FTA polling shows that 87% of members have set internal sustainability targets. The company is currently tracking electricity consumption, landfill waste, water consumption and more, with the biggest contributor to waste being substrates.

Other challenges include perceptions of recyclable materials. Day said it was important to note that food waste accounts for 6% of global greenhouse gas emissions, but there have been calls to ban extended shelf life packaging. Legislation is being introduced across North America to require single-use packaging to be recyclable by 2030.

“As a manufacturing industry, we need to push for legislation that is sensible and makes sense for producers, users and customers,” Day said.

Among other goals, the label and packaging printing industry needs to promote circularity, create recyclable packaging where possible, activate PCR supply chains by driving demand, and reduce sources through the design and manufacture of sustainable materials.

“We’ve made significant progress over the past five years,” said ePac’s Amy Golden. “PCR is already widely used and demand for sustainable packaging is rising from consumers, brands and processors.”

“There are many associations around the world dedicated to design guidelines and good practices, such as RecyClass, Ceflex and our APR in North America,” adds Ashish Datt of Siegwerk.

The move to LED boards has also become a focus for flexible printing. Allie Ayers of DuPont says that for a trade shop with an average plate consumption of 13 plates per eight-hour shift, energy savings of 41% can be achieved; for a converter with an average plate consumption of 6 plates per shift, 41% can be achieved. Save 59% energy. The reduction in waste can be traced to the elimination of the need to replace mercury-containing UV lamps every 800 hours.

“DuPont is continuing to invest in thermal plate processing, which is common in narrow markets,” Ayers added.

Hot plate processing reduces electricity consumption by 81% and VOC emissions by 99.8%.

Miraclon’s John Anderson also focused on the role of flexo printing plates in sustainable development. “For me, flexo and flexographic printing are very important and they are a key part of sustainability,” he said. “The question is what happens to the printing plate? What happens to the printing press outweighs the role of the printing plate in sustainability. I agree, LED is the future, but we need to explore how to make it work better for brands and end users.
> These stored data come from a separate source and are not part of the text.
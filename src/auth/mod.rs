use crate::state::AppState;
use axum::Router;

mod dto;
pub(crate) mod extractors;
pub mod handlers;
pub mod jwt;
pub mod password;
pub mod service;

pub use extractors::AuthUser;

pub fn router() -> Router<AppState> {
    handlers::auth_routes()
}
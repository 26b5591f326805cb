use serde::Deserialize;

#[derive(Debug, Deserialize)]
#[serde(rename_all = "camelCase")]
pub struct CreateProjectRequest {
    pub title: String,
    pub description: String,
    pub thumbnail: Option<String>,
    pub live_url: Option<String>,
    pub git_repo: Option<String>,
    #[serde(default)]
    pub tags: Vec<String>,
    #[serde(default)]
    pub tech_stack: Vec<String>,
    #[serde(default)]
    pub features: Vec<String>,
    #[serde(default)]
    pub is_featured: bool,
}

#[derive(Debug, Deserialize)]
#[serde(rename_all = "camelCase")]
pub struct UpdateProjectRequest {
    pub title: Option<String>,
    pub description: Option<String>,
    pub thumbnail: Option<String>,
    pub live_url: Option<String>,
    pub git_repo: Option<String>,
    pub tags: Option<Vec<String>>,
    pub tech_stack: Option<Vec<String>>,
    pub features: Option<Vec<String>>,
    pub is_featured: Option<bool>,
}

#[cfg(test)]
mod tests {
    use super::*;

    #[test]
    fn create_defaults() {
        let payload: CreateProjectRequest =
            serde_json::from_str(r#"{"title":"Portfolio","description":"my site"}"#).unwrap();
        assert!(payload.tags.is_empty());
        assert!(payload.tech_stack.is_empty());
        assert!(payload.features.is_empty());
        assert!(!payload.is_featured);
    }

    #[test]
    fn create_accepts_camel_case_fields() {
        let payload: CreateProjectRequest = serde_json::from_str(
            r#"{"title":"P","description":"d","techStack":["rust","axum"],"liveUrl":"https://x.dev"}"#,
        )
        .unwrap();
        assert_eq!(payload.tech_stack.len(), 2);
        assert_eq!(payload.live_url.as_deref(), Some("https://x.dev"));
    }

    #[test]
    fn update_absent_fields_are_none() {
        let payload: UpdateProjectRequest =
            serde_json::from_str(r#"{"gitRepo":"https://github.com/x/y"}"#).unwrap();
        assert_eq!(payload.git_repo.as_deref(), Some("https://github.com/x/y"));
        assert!(payload.title.is_none());
        assert!(payload.tech_stack.is_none());
    }
}
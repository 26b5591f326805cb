mod app;
mod auth;
mod blogs;
mod config;
mod error;
mod projects;
mod state;
mod users;

#[tokio::main]
async fn main() -> anyhow::Result<()> {
    dotenvy::dotenv().ok();

    let env_filter = std::env::var("RUST_LOG")
        .unwrap_or_else(|_| "portfolio_api=debug,axum=info,tower_http=info".to_string());
    let json_logs = std::env::var("LOG_FORMAT")
        .map(|v| v == "json")
        .unwrap_or(false);

    if json_logs {
        tracing_subscriber::fmt()
            .with_env_filter(env_filter)
            .with_target(false)
            .json()
            .init();
    } else {
        tracing_subscriber::fmt().with_env_filter(env_filter).init();
    }

    let app_state = state::AppState::init().await?;

    if let Err(e) = sqlx::migrate!("./migrations").run(&app_state.db).await {
        tracing::warn!(error = %e, "migration failed; continuing");
    }

    let app = app::build_app(app_state);
    app::serve(app).await
}
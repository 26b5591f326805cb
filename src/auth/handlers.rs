use axum::{
    extract::State,
    routing::{get, post},
    Json, Router,
};
use axum_extra::extract::cookie::{Cookie, CookieJar, SameSite};
use tracing::{info, instrument, warn};

use crate::{error::AppError, state::AppState};

use super::{
    dto::{LoginRequest, LoginResponse, MeResponse, MessageResponse},
    extractors::{AuthUser, ACCESS_TOKEN_COOKIE},
    service::login_with_email_and_password,
};

pub fn auth_routes() -> Router<AppState> {
    Router::new()
        .route("/auth/login", post(login))
        .route("/auth/logout", post(logout))
        .route("/auth/me", get(me))
}

/// Session cookie: http-only and cross-site, lifetime governed solely by
/// the token's embedded expiry (no Max-Age).
fn access_token_cookie(value: String) -> Cookie<'static> {
    Cookie::build((ACCESS_TOKEN_COOKIE, value))
        .http_only(true)
        .secure(true)
        .same_site(SameSite::None)
        .path("/")
        .build()
}

#[instrument(skip(state, jar, payload))]
pub async fn login(
    State(state): State<AppState>,
    jar: CookieJar,
    Json(payload): Json<LoginRequest>,
) -> Result<(CookieJar, Json<LoginResponse>), AppError> {
    let (user, token) =
        match login_with_email_and_password(&state, &payload.email, &payload.password).await {
            Ok(pair) => pair,
            Err(e) => {
                warn!(email = %payload.email, "login rejected");
                return Err(e);
            }
        };

    info!(user_id = %user.id, email = %user.email, "user logged in");
    let jar = jar.add(access_token_cookie(token.clone()));
    Ok((
        jar,
        Json(LoginResponse {
            user,
            access_token: token,
        }),
    ))
}

#[instrument(skip(jar))]
pub async fn logout(jar: CookieJar) -> (CookieJar, Json<MessageResponse>) {
    let jar = jar.remove(access_token_cookie(String::new()));
    (
        jar,
        Json(MessageResponse {
            message: "Logged out successfully".into(),
        }),
    )
}

#[instrument(skip(claims))]
pub async fn me(AuthUser(claims): AuthUser) -> Json<MeResponse> {
    Json(MeResponse { user: claims })
}
use argon2::{
    password_hash::{PasswordHash, PasswordHasher, PasswordVerifier, SaltString},
    Algorithm, Argon2, Params, Version,
};
use rand::rngs::OsRng;
use tracing::error;

use crate::config::HashingConfig;

fn argon2_with(cfg: &HashingConfig) -> anyhow::Result<Argon2<'static>> {
    let params = Params::new(cfg.memory_kib, cfg.iterations, cfg.parallelism, None)
        .map_err(|e| anyhow::anyhow!(e.to_string()))?;
    Ok(Argon2::new(Algorithm::Argon2id, Version::V0x13, params))
}

/// CPU-bound; call from a blocking task, never directly on a worker.
pub fn hash_password(cfg: &HashingConfig, plain: &str) -> anyhow::Result<String> {
    let salt = SaltString::generate(&mut OsRng);
    let argon2 = argon2_with(cfg)?;
    let hash = argon2
        .hash_password(plain.as_bytes(), &salt)
        .map_err(|e| {
            error!(error = %e, "argon2 hash_password error");
            anyhow::anyhow!(e.to_string())
        })?
        .to_string();
    Ok(hash)
}

/// Returns `Ok(false)` on mismatch; errors only on a malformed stored digest.
pub fn verify_password(plain: &str, hash: &str) -> anyhow::Result<bool> {
    let parsed = PasswordHash::new(hash).map_err(|e| {
        error!(error = %e, "argon2 parse hash error");
        anyhow::anyhow!(e.to_string())
    })?;
    Ok(Argon2::default()
        .verify_password(plain.as_bytes(), &parsed)
        .is_ok())
}

#[cfg(test)]
mod tests {
    use super::*;

    fn cfg() -> HashingConfig {
        // Cheap parameters to keep the test suite fast.
        HashingConfig {
            memory_kib: 8,
            iterations: 1,
            parallelism: 1,
        }
    }

    #[test]
    fn hash_and_verify_roundtrip() {
        let password = "admin@password";
        let hash = hash_password(&cfg(), password).expect("hashing should succeed");
        assert!(verify_password(password, &hash).expect("verify should succeed"));
    }

    #[test]
    fn verify_rejects_wrong_password() {
        let password = "correct-horse-battery-staple";
        let hash = hash_password(&cfg(), password).expect("hashing should succeed");
        assert!(!verify_password("wrong-password", &hash).expect("verify should not error"));
    }

    #[test]
    fn verify_errors_on_malformed_hash() {
        let err = verify_password("anything", "not-a-valid-hash").unwrap_err();
        assert!(!err.to_string().is_empty());
    }

    #[test]
    fn digests_are_salted() {
        let a = hash_password(&cfg(), "same-password").expect("hash");
        let b = hash_password(&cfg(), "same-password").expect("hash");
        assert_ne!(a, b);
    }
}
“The board is making the entire process from slitting, laminating and even extrusion more efficient,” he added.

The autumn meeting of the FTA will also emphasize sustainability. Anderson said the industry needed to support initiatives such as the Waste Recycling Alliance.

“We’re moving toward doing more with less,” Anderson explains. “We have to reduce dot gain and keep it consistent, and control unnecessary ink spread. To me, the number one enemy is spot color. The more we turn to overprinting, the better we will be. Spot color is the key in flexo printing The most expensive option to run as the inks are expensive and the throughput is high, plus you need to change anilox rollers, extra drying, etc. which slows down the printing speed.

“Making our presses more efficient and more profitable,” Anderson concludes.